Alexa’s little blue light lit up, indicating that it was ready to hear, and act on, my command.

“Play–

I had a block. 

Alexa’s little blue light turned off.

Stutters are like snowflakes: they come in all shapes, sizes and severities. No one stutter is the same. My stutter does not sound like the one Colin Firth faked in The King’s Speech, or like any stutter you might’ve heard onscreen. I don’t repeat myself, but instead have halting stops and interruptions in my speech – it might sound like an intake of breath, or just silence. For listeners, it might feel like half a second. For me, it could feel like a whole minute.

I’m used to having a stutter – life would be truly hell if I wasn’t. None of my friends care, and 95% of the strangers I interact with either don’t notice it or do so with so little issue that I don’t notice it myself. In person, my stutter is easily recognisable. You can see when I’m stuttering because you see me stop talking. My mouth stays open, but no sound comes out. You wait for me to resume talking. It’s a blip, a bump in the conversation.

When I’m communicating solely with my voice, it’s a whole other ballgame. There are no visual cues, I can’t wave my hand or roll my eyes to signal I’m experiencing a block. All I’ve got is the silence.

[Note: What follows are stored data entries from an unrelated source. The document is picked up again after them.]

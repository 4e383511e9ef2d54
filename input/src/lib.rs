mod bits;
mod error;
mod event;

#[cfg(target_os = "linux")]
mod linux;

#[cfg(target_os = "linux")]
pub use linux::{
    discover, list, natural_cmp, probe, resolve, PhysicalDevice, ReaderManager, VirtualDevice,
    WriterManager, EVENT_PATH,
};

pub use bits::BitSet;
pub use error::Error;
pub use event::{
    type_name, AxisInfo, Capabilities, Capability, DeviceDescriptor, Direction, InputEvent,
    Properties, EV_ABS, EV_CNT, EV_FF, EV_FF_STATUS, EV_KEY, EV_LED, EV_MAX, EV_MSC, EV_PWR,
    EV_REL, EV_REP, EV_SND, EV_SW, EV_SYN, INPUT_PROP_CNT, INPUT_PROP_MAX, SYN_DROPPED,
    SYN_REPORT,
};
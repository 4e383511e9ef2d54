use crate::error::Error;
use crate::event::{self, Capability, DeviceDescriptor, InputEvent, EV_REP, EV_SYN};
use crate::linux::glue;
use bytemuck::Zeroable;
use std::collections::HashMap;
use std::ffi::CString;
use std::fs::{File, OpenOptions};
use std::io::{self, Write};
use std::os::unix::fs::OpenOptionsExt;
use std::os::unix::io::{AsRawFd, RawFd};

const UINPUT_PATH: &str = "/dev/uinput";
const OPEN_STEP: &str = "open /dev/uinput";

/// Leads the physical path of every device we synthesize.
const PHYS_MARKER: &str = "evshare/";

/// Physical path for the replica of a device with `phys`. The identity block
/// stays untouched, since applications key device mappings on it.
pub(crate) fn marked_phys(phys: &str) -> String {
    format!("{}{}", PHYS_MARKER, phys)
}

pub(crate) fn is_marked_phys(phys: &str) -> bool {
    phys.starts_with(PHYS_MARKER)
}

/// A uinput device replicating a remote physical one.
pub struct VirtualDevice {
    name: String,
    file: Option<File>,
}

impl VirtualDevice {
    /// Synthesizes the device. Individual capabilities the kernel refuses are
    /// logged and left out; only failing to open uinput or to create the
    /// device at all is an error.
    pub fn new(mut descriptor: DeviceDescriptor) -> Result<Self, Error> {
        let name = descriptor.name.clone();
        let file = OpenOptions::new()
            .write(true)
            .custom_flags(libc::O_NONBLOCK)
            .open(UINPUT_PATH)
            .map_err(|source| Error::Synthesis {
                name: name.clone(),
                step: OPEN_STEP,
                source,
            })?;
        let fd = file.as_raw_fd();

        let capabilities = std::mem::take(&mut descriptor.capabilities);
        for (type_, codes) in capabilities {
            enable_type(fd, &name, type_, codes);
        }

        for property in descriptor.properties.ones() {
            if let Err(err) = unsafe { glue::ui_set_propbit(fd, property as _) } {
                log::warn!("{:?}: UI_SET_PROPBIT({}) failed: {}", name, property, err);
            }
        }

        match CString::new(marked_phys(&descriptor.phys)) {
            Ok(phys) => {
                if let Err(err) = unsafe { glue::ui_set_phys(fd, phys.as_ptr()) } {
                    log::warn!("{:?}: UI_SET_PHYS failed: {}", name, err);
                }
            }
            Err(err) => log::warn!("{:?}: unusable physical path: {}", name, err),
        }

        let mut setup = glue::uinput_setup::zeroed();
        setup.id = glue::input_id {
            bustype: descriptor.bustype,
            vendor: descriptor.vendor,
            product: descriptor.product,
            version: descriptor.version,
        };
        glue::fill_c_buf(&mut setup.name, &name);

        unsafe { glue::ui_dev_setup(fd, &setup) }
            .map_err(|err| synthesis_error(&name, "UI_DEV_SETUP", err))?;
        unsafe { glue::ui_dev_create(fd) }
            .map_err(|err| synthesis_error(&name, "UI_DEV_CREATE", err))?;

        log::info!("Created virtual device {:?}", name);

        Ok(Self {
            name,
            file: Some(file),
        })
    }

    pub fn name(&self) -> &str {
        &self.name
    }

    /// Writes the batch followed by a `SYN_REPORT`.
    pub fn emit(&mut self, events: &[InputEvent]) -> Result<(), Error> {
        let file = self
            .file
            .as_mut()
            .ok_or_else(|| Error::AlreadyDestroyed(self.name.clone()))?;

        write_batch(file, events)?;
        Ok(())
    }

    pub fn destroy(&mut self) -> Result<(), Error> {
        let file = self
            .file
            .take()
            .ok_or_else(|| Error::AlreadyDestroyed(self.name.clone()))?;

        unsafe { glue::ui_dev_destroy(file.as_raw_fd()) }.map_err(|err| Error::Io(err.into()))?;
        log::info!("Destroyed virtual device {:?}", self.name);

        Ok(())
    }
}

impl Drop for VirtualDevice {
    fn drop(&mut self) {
        if self.file.is_none() {
            return;
        }

        if let Err(err) = self.destroy() {
            log::warn!("{}", err);
        }
    }
}

fn synthesis_error(name: &str, step: &'static str, err: nix::errno::Errno) -> Error {
    Error::Synthesis {
        name: name.to_owned(),
        step,
        source: err.into(),
    }
}

fn enable_type(fd: RawFd, name: &str, type_: u16, codes: Vec<Capability>) {
    let setter = glue::code_setter(type_);
    if setter.is_none() && type_ != EV_SYN && type_ != EV_REP {
        log::warn!("{:?}: skipping unsupported {}", name, event::type_name(type_));
        return;
    }

    if let Err(err) = unsafe { glue::ui_set_evbit(fd, type_ as _) } {
        log::warn!("{:?}: UI_SET_EVBIT({}) failed: {}", name, event::type_name(type_), err);
        return;
    }

    // The kernel handles autorepeat itself once the type bit is set.
    let setter = match setter {
        Some(setter) => setter,
        None => return,
    };

    for capability in codes {
        let code = capability.code();
        if let Err(err) = unsafe { setter(fd, code as _) } {
            log::warn!(
                "{:?}: enabling {} code {:#x} failed: {}",
                name,
                event::type_name(type_),
                code,
                err
            );
            continue;
        }

        if let Capability::Axis { info, .. } = capability {
            let setup = glue::uinput_abs_setup {
                code,
                absinfo: glue::input_absinfo {
                    value: info.value,
                    minimum: info.minimum,
                    maximum: info.maximum,
                    fuzz: info.fuzz,
                    flat: info.flat,
                    resolution: info.resolution,
                },
            };

            if let Err(err) = unsafe { glue::ui_abs_setup(fd, &setup) } {
                log::warn!("{:?}: UI_ABS_SETUP({:#x}) failed: {}", name, code, err);
            }
        }
    }
}

/// Exactly `events.len() + 1` raw records go out in a single write.
pub(crate) fn write_batch<W: Write>(writer: &mut W, events: &[InputEvent]) -> io::Result<()> {
    let mut raw: Vec<glue::input_event> = events.iter().map(InputEvent::to_raw).collect();
    raw.push(InputEvent::sync().to_raw());

    writer.write_all(bytemuck::cast_slice(&raw))
}

/// Virtual devices by the name of the device they replicate.
#[derive(Default)]
pub struct WriterManager {
    writers: HashMap<String, VirtualDevice>,
}

impl WriterManager {
    pub fn new() -> Self {
        Self::default()
    }

    /// Synthesizes every device not yet present and returns how many were
    /// created. A device the kernel refuses is logged and skipped; not being
    /// able to use uinput at all is an error.
    pub fn create(&mut self, descriptors: Vec<DeviceDescriptor>) -> Result<usize, Error> {
        let mut created = 0;

        for descriptor in descriptors {
            if self.writers.contains_key(&descriptor.name) {
                log::debug!("Virtual device {:?} already exists", descriptor.name);
                continue;
            }

            let name = descriptor.name.clone();
            match VirtualDevice::new(descriptor) {
                Ok(writer) => {
                    self.writers.insert(name, writer);
                    created += 1;
                }
                Err(err @ Error::Synthesis { step: OPEN_STEP, .. }) => return Err(err),
                Err(err) => log::error!("{}", err),
            }
        }

        Ok(created)
    }

    /// Events for a device we never created are dropped.
    pub fn emit(&mut self, device: &str, events: &[InputEvent]) -> Result<(), Error> {
        match self.writers.get_mut(device) {
            Some(writer) => writer.emit(events),
            None => {
                log::warn!("Events for unknown device {:?} dropped", device);
                Ok(())
            }
        }
    }

    pub fn destroy_all(&mut self) {
        for (_, mut writer) in self.writers.drain() {
            if let Err(err) = writer.destroy() {
                log::warn!("{}", err);
            }
        }
    }

    pub fn contains(&self, device: &str) -> bool {
        self.writers.contains_key(device)
    }

    pub fn len(&self) -> usize {
        self.writers.len()
    }

    pub fn is_empty(&self) -> bool {
        self.writers.is_empty()
    }
}

#[cfg(test)]
mod tests {
    use super::*;
    use crate::event::{EV_KEY, EV_REL};
    use crate::linux::event::{parse_raw, RAW_EVENT_SIZE};

    #[test]
    fn batch_is_followed_by_one_report() {
        let events = [InputEvent::new(EV_REL, 0, 3), InputEvent::new(EV_REL, 1, -1)];
        let mut written = Vec::new();
        write_batch(&mut written, &events).unwrap();

        assert_eq!(written.len(), (events.len() + 1) * RAW_EVENT_SIZE);
        let parsed: Vec<_> = parse_raw(&written).collect();
        assert_eq!(&parsed[..2], &events[..]);
        assert!(parsed[2].is_sync());
    }

    #[test]
    fn empty_batch_is_a_lone_report() {
        let mut written = Vec::new();
        write_batch(&mut written, &[]).unwrap();
        assert_eq!(written.len(), RAW_EVENT_SIZE);
    }

    #[test]
    fn destroyed_device_refuses_work() {
        let mut device = VirtualDevice {
            name: "keyboard".to_owned(),
            file: None,
        };

        assert!(matches!(
            device.destroy(),
            Err(Error::AlreadyDestroyed(name)) if name == "keyboard"
        ));
        assert!(matches!(
            device.emit(&[InputEvent::new(EV_KEY, 30, 1)]),
            Err(Error::AlreadyDestroyed(_))
        ));
    }

    #[test]
    fn replicas_are_recognizable() {
        let phys = marked_phys("usb-0000:00:14.0-1/input0");
        assert_eq!(phys, "evshare/usb-0000:00:14.0-1/input0");
        assert!(is_marked_phys(&phys));
        assert!(is_marked_phys(&marked_phys("")));
        assert!(!is_marked_phys("usb-0000:00:14.0-1/input0"));
        assert!(!is_marked_phys(""));
    }

    #[test]
    fn unknown_devices_are_ignored() {
        let mut manager = WriterManager::new();
        assert!(manager.emit("nowhere", &[InputEvent::new(EV_KEY, 30, 1)]).is_ok());
        assert!(manager.is_empty());
        manager.destroy_all();
    }
}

Voice recognition has become markedly more common in the past decade, with the most popular assistants being Siri (Apple), Alexa (Amazon), Cortana (Microsoft) and Google Now (Google, obvs). At their most basic level, they allow the user access to music, news, weather and traffic reports with only a few words. At their most complex, they allow control over your home’s lighting and temperature levels; if you’re having trouble sleeping, you can ask them to snore. Because artificial snoring is apparently a comfort for some people?

They’re especially handy for those with certain physical disabilities. Voice recognition makes a range of household features, ones that might otherwise require assistance to use, much more immediately accessible.

This accessibility does not extend to those of us with dysfluency – those who have speech disabilities, or disabilities that lead to disordered speech. For non-disordered speech, a speech recognition rate of 90-95% is considered satisfactory. With disordered speech, the software will clearly recognise far less. Nearly 50,000 people in New Zealand have a stutter alone, and if you include other speech dysfluencies – or simply not being entirely fluent in English – that’s a huge section of the population who can’t access this technology.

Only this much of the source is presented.